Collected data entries
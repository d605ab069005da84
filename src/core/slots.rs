use crate::config::SlotDeckConfig;
use crate::core::tree::{NodeId, ResourceTree};
use crate::domain::coordinate::Coordinate;
use crate::domain::resource::{Category, PlacedResource, Resource};
use crate::utils::error::{DeckhandError, Result};

/// Slot-addressed deck scheme: a fixed table of numbered positions with
/// constant coordinates. A slot holds at most one piece of labware, plus
/// optionally one adapter underneath it; the adapter and the labware are two
/// tree levels but one physical slot, so they are tracked in parallel arrays.
#[derive(Debug)]
pub(crate) struct SlotScheme {
    config: SlotDeckConfig,
    /// Primary labware per slot, parallel to `config.slots`.
    occupants: Vec<Option<String>>,
    /// Adapters seated under the primary labware.
    adapters: Vec<Option<String>>,
}

/// Resolved landing spot for a slot assignment. The parent is the deck root
/// for direct placements and the adapter node when stacking.
#[derive(Debug, Clone, Copy)]
pub(crate) struct SlotPlan {
    pub parent: NodeId,
    pub location: Coordinate,
    index: usize,
    role: SlotRole,
}

#[derive(Debug, Clone, Copy)]
enum SlotRole {
    Adapter,
    Labware,
}

impl SlotScheme {
    pub fn new(config: SlotDeckConfig) -> Self {
        let count = config.num_slots();
        Self {
            config,
            occupants: vec![None; count],
            adapters: vec![None; count],
        }
    }

    pub fn config(&self) -> &SlotDeckConfig {
        &self.config
    }

    fn index_of(&self, number: u32) -> Option<usize> {
        self.config.slots.iter().position(|slot| slot.number == number)
    }

    /// Slot number a top-level resource is seated in, labware or adapter.
    pub fn slot_of(&self, name: &str) -> Option<u32> {
        let position = self
            .occupants
            .iter()
            .position(|entry| entry.as_deref() == Some(name))
            .or_else(|| {
                self.adapters
                    .iter()
                    .position(|entry| entry.as_deref() == Some(name))
            })?;
        Some(self.config.slots[position].number)
    }

    /// Slot number whose coordinate matches `location`, for deserialized
    /// placements recorded by position rather than number.
    pub fn slot_at(&self, location: Coordinate) -> Option<u32> {
        self.config
            .slots
            .iter()
            .find(|slot| Coordinate::new(slot.x, slot.y, slot.z).close_to(location, 1e-6))
            .map(|slot| slot.number)
    }

    pub fn plan(
        &self,
        tree: &ResourceTree,
        resource: &Resource,
        number: u32,
    ) -> Result<SlotPlan> {
        let def = self
            .config
            .slot(number)
            .ok_or_else(|| DeckhandError::InvalidSlotError {
                slot: number.to_string(),
                reason: format!("deck has slots 1 to {}", self.config.num_slots()),
            })?;
        let index = match self.index_of(number) {
            Some(index) => index,
            None => unreachable!("slot def without a table position"),
        };
        if let Some(occupant) = &self.occupants[index] {
            return Err(DeckhandError::OccupiedSlotError {
                slot: format!("slot {}", number),
                by: occupant.clone(),
            });
        }
        if resource.category == Category::Adapter {
            if let Some(adapter) = &self.adapters[index] {
                return Err(DeckhandError::OccupiedSlotError {
                    slot: format!("slot {}", number),
                    by: adapter.clone(),
                });
            }
            return Ok(SlotPlan {
                parent: tree.root(),
                location: Coordinate::new(def.x, def.y, def.z),
                index,
                role: SlotRole::Adapter,
            });
        }
        if let Some(adapter) = &self.adapters[index] {
            // Stack on the adapter already seated here.
            let adapter_id = match tree.find(adapter) {
                Some(id) => id,
                None => unreachable!("tracked adapter is not attached"),
            };
            let height = tree.resource(adapter_id).size_z;
            return Ok(SlotPlan {
                parent: adapter_id,
                location: Coordinate::new(0.0, 0.0, height),
                index,
                role: SlotRole::Labware,
            });
        }
        Ok(SlotPlan {
            parent: tree.root(),
            location: Coordinate::new(def.x, def.y, def.z),
            index,
            role: SlotRole::Labware,
        })
    }

    /// Records a successful attach. `stacked` carries the name of labware
    /// nested inside an assigned adapter, so deserialized stacks keep both
    /// entries.
    pub fn commit(&mut self, plan: &SlotPlan, name: String, stacked: Option<String>) {
        match plan.role {
            SlotRole::Adapter => {
                self.adapters[plan.index] = Some(name);
                if stacked.is_some() {
                    self.occupants[plan.index] = stacked;
                }
            }
            SlotRole::Labware => {
                self.occupants[plan.index] = Some(name);
            }
        }
    }

    /// Clears the bookkeeping for a detached resource. Rejects removing an
    /// adapter that still carries labware. Names not tracked here (nested
    /// resources) pass through untouched.
    pub fn release(&mut self, name: &str) -> Result<()> {
        for index in 0..self.adapters.len() {
            if self.adapters[index].as_deref() == Some(name) {
                if let Some(occupant) = &self.occupants[index] {
                    return Err(DeckhandError::InvalidOperationError {
                        message: format!(
                            "adapter '{}' still carries '{}'; unassign that first",
                            name, occupant
                        ),
                    });
                }
                self.adapters[index] = None;
                return Ok(());
            }
        }
        for entry in self.occupants.iter_mut() {
            if entry.as_deref() == Some(name) {
                *entry = None;
                return Ok(());
            }
        }
        Ok(())
    }

    /// ASCII grid in the vendor tool's layout: rows top to bottom, main
    /// columns left of the staging column, numeric slot ids.
    pub fn summary(&self) -> String {
        let border = format!("+{}\n", "-----------------+".repeat(4));
        let pad = format!("|{}\n", "                 |".repeat(4));
        let mut out = String::new();
        out.push('\n');
        out.push_str(&format!(
            "Deck: {}mm x {}mm\n\n",
            self.config.size_x, self.config.size_y
        ));
        out.push_str(&border);
        for row in (0..4u32).rev() {
            let numbers = [3 * row + 1, 3 * row + 2, 3 * row + 3, 16 - row];
            out.push_str(&pad);
            out.push('|');
            for number in numbers {
                out.push_str(&format!(" {:>2}: {:<11} |", number, self.cell_name(number)));
            }
            out.push('\n');
            out.push_str(&pad);
            out.push_str(&border);
        }
        out
    }

    fn cell_name(&self, number: u32) -> String {
        let name = self
            .index_of(number)
            .and_then(|index| {
                self.occupants[index]
                    .as_deref()
                    .or(self.adapters[index].as_deref())
            })
            .unwrap_or("Empty");
        if name.chars().count() > 10 {
            let head: String = name.chars().take(8).collect();
            format!("{}...", head)
        } else {
            name.to_string()
        }
    }
}

/// The factory trash: a plain container holding the actual trash area at its
/// origin, so backends always see a parented resource when discarding tips.
pub(crate) fn trash_container() -> Resource {
    let mut container = Resource::new("trash_container", Category::Generic, 172.86, 165.86, 82.0);
    container.children.push(PlacedResource {
        location: Coordinate::ZERO,
        resource: Resource::new("trash", Category::Trash, 172.86, 165.86, 82.0),
    });
    container
}

/// Number of a main-grid slot (columns 1 to 3): `3 * row + column` with rows
/// A=0 through D=3, so A1 is 1 and D3 is 12.
pub fn main_slot_number(row: u32, column: u32) -> Option<u32> {
    if row > 3 || column < 1 || column > 3 {
        return None;
    }
    Some(3 * row + column)
}

/// Number of a staging slot (column 4). Staging slots count downward from
/// the top of the deck: `16 - row`, so D4 is 13 and A4 is 16. This is not
/// the main-grid arithmetic; the two column families use different rules.
pub fn staging_slot_number(row: u32) -> Option<u32> {
    if row > 3 {
        return None;
    }
    Some(16 - row)
}

/// `"C2"` style label to slot number on the standard 16-slot table.
pub fn label_to_number(label: &str) -> Result<u32> {
    let invalid = || DeckhandError::InvalidSlotError {
        slot: label.to_string(),
        reason: "expected a row letter A-D and a column 1-4".to_string(),
    };
    let mut chars = label.chars();
    let row = match chars.next() {
        Some(c @ 'A'..='D') => (c as u8 - b'A') as u32,
        _ => return Err(invalid()),
    };
    let column: u32 = chars.as_str().parse().map_err(|_| invalid())?;
    if column == 4 {
        return staging_slot_number(row).ok_or_else(invalid);
    }
    main_slot_number(row, column).ok_or_else(invalid)
}

/// Slot number back to its `"C2"` style label.
pub fn number_to_label(number: u32) -> Result<String> {
    let (row, column) = match number {
        1..=12 => ((number - 1) / 3, (number - 1) % 3 + 1),
        13..=16 => (16 - number, 4),
        _ => {
            return Err(DeckhandError::InvalidSlotError {
                slot: number.to_string(),
                reason: "deck has slots 1 to 16".to_string(),
            })
        }
    };
    Ok(format!("{}{}", (b'A' + row as u8) as char, column))
}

• EXERCISE OBJECTIVE: Reproduce the records above exactly, from the first line through the line containing "labware are two", and output nothing else.

• THE ANSWER:
repository d605ab069005da84
filename src/core/slots.rs
use crate::config::SlotDeckConfig;
use crate::core::tree::{NodeId, ResourceTree};
use crate::domain::coordinate::Coordinate;
use crate::domain::resource::{Category, PlacedResource, Resource};
use crate::utils::error::{DeckhandError, Result};

/// Slot-addressed deck scheme: a fixed table of numbered positions with
/// constant coordinates. A slot holds at most one piece of labware, plus
/// optionally one adapter underneath it; the adapter and the labware are two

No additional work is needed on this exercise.